→ REQUIRED WORK
Your answer should consist of the lines in the data below that contain "state".

→ RECORDS
════════════════════

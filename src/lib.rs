pub mod ai;
pub mod app;
pub mod config;
pub mod errors;
pub mod handlers;
pub mod insights;
pub mod models;
pub mod report;
pub mod schedule;
pub mod stats;
pub mod storage;
pub mod ui;
pub mod state;

#[cfg(test)]
mod test_utils;

pub use app::router;
pub use config::Config;
pub use state::AppState;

════════════════════

→ TASK RESULT
pub mod state;
pub use state::AppState;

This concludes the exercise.